**Data shown**
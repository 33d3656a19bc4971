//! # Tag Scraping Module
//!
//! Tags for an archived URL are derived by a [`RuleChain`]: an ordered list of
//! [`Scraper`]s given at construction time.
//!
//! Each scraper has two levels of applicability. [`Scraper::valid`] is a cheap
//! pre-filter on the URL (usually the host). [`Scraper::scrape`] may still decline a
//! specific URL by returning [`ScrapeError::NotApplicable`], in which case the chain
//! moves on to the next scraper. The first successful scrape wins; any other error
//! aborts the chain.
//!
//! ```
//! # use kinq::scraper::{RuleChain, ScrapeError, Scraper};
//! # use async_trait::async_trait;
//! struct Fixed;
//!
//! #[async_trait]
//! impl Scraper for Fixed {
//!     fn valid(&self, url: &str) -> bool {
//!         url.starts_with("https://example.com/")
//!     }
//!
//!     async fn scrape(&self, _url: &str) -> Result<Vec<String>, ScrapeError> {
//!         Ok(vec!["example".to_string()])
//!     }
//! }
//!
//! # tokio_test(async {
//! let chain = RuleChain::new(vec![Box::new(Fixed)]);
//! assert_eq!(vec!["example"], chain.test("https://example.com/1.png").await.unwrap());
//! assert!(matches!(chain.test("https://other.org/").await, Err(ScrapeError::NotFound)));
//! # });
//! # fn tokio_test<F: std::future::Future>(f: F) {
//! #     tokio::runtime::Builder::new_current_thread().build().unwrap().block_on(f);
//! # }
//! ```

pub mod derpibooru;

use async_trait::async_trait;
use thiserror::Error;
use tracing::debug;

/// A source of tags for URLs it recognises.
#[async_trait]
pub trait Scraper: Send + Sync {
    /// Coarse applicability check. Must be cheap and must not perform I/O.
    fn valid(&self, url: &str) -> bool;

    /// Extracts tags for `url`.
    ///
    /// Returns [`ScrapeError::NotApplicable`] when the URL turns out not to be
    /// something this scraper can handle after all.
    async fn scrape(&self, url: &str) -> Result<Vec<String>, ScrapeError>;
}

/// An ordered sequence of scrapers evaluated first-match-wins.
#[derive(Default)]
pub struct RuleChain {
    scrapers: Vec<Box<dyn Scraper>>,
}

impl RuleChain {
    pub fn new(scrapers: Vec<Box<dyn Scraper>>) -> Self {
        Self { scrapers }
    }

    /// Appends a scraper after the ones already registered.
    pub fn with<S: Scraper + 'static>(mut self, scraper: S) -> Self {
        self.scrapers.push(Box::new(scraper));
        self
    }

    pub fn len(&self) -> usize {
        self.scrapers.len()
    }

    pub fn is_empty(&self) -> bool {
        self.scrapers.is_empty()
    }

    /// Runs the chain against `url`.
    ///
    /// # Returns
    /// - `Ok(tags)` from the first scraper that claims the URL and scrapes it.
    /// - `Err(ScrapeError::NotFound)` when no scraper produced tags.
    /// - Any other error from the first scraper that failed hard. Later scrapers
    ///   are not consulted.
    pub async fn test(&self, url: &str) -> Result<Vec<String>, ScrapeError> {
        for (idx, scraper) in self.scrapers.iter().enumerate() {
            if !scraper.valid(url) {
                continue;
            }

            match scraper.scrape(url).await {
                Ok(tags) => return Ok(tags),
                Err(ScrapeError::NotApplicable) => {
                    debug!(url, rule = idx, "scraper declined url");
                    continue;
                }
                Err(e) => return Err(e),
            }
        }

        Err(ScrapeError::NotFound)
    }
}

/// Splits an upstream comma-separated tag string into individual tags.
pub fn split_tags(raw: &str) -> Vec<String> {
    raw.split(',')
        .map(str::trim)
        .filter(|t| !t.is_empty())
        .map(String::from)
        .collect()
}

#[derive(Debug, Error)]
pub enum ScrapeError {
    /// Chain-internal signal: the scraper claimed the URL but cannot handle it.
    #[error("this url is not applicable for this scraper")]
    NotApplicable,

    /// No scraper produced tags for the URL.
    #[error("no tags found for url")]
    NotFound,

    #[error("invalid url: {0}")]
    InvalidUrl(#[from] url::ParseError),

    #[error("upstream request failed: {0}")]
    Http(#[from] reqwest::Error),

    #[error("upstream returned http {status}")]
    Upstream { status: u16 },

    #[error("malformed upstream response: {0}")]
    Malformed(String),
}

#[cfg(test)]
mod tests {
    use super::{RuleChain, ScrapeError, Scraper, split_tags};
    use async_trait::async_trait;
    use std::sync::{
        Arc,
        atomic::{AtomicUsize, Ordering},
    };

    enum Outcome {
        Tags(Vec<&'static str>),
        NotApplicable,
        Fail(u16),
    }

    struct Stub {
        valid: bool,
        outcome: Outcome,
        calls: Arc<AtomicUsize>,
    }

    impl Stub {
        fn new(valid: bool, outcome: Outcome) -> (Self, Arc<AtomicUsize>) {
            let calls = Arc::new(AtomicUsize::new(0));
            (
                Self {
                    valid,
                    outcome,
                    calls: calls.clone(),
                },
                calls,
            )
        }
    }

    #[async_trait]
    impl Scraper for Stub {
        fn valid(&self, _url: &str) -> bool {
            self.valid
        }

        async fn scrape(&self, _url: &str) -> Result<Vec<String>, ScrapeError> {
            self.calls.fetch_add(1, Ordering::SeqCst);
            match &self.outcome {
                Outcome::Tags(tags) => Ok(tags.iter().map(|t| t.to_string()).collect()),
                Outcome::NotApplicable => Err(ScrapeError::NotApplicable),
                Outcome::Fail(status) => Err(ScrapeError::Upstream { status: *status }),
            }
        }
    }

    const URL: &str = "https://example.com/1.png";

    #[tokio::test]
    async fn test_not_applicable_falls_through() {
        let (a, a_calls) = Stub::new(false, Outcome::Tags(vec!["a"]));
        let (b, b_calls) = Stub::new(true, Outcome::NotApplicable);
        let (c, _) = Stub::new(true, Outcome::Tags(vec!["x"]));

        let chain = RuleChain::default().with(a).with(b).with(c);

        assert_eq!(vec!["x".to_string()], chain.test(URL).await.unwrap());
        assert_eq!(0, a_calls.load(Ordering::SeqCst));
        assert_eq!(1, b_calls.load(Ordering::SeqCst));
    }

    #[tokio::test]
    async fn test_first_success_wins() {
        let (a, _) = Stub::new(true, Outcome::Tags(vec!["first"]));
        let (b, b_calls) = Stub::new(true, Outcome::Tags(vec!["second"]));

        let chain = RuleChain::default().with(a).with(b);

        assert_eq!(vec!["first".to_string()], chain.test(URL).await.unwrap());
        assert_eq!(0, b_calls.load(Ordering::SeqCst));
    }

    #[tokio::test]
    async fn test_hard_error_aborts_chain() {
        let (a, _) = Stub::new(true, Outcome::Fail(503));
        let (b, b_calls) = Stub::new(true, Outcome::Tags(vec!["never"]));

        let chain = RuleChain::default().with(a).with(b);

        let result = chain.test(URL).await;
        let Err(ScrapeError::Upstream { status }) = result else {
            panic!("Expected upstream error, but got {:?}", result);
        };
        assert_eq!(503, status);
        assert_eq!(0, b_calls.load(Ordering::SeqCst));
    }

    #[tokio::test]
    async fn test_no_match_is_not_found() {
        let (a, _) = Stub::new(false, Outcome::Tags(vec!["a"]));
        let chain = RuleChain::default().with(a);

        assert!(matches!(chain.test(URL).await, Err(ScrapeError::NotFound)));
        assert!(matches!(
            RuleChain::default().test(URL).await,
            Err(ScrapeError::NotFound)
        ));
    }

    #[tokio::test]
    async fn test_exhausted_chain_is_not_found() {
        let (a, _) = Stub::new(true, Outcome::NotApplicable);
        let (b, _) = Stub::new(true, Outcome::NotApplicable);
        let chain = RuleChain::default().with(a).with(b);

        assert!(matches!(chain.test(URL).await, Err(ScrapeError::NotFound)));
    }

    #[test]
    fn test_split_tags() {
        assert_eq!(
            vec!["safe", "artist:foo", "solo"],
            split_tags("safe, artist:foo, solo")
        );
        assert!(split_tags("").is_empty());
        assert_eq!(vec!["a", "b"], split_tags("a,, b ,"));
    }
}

**What you should do**
Restate word for word the lines of the data above, starting at the line containing "Outcome::Fail(status) => Err(ScrapeError::Upstream" and ending at the line containing "let chain = RuleChain::default().with(a).with(b).with(c);", both included, and nothing more.

**Task solution**
                Outcome::Fail(status) => Err(ScrapeError::Upstream { status: *status }),
            }
        }
    }

    const URL: &str = "https://example.com/1.png";

    #[tokio::test]
    async fn test_not_applicable_falls_through() {
        let (a, a_calls) = Stub::new(false, Outcome::Tags(vec!["a"]));
        let (b, b_calls) = Stub::new(true, Outcome::NotApplicable);
        let (c, _) = Stub::new(true, Outcome::Tags(vec!["x"]));

        let chain = RuleChain::default().with(a).with(b).with(c);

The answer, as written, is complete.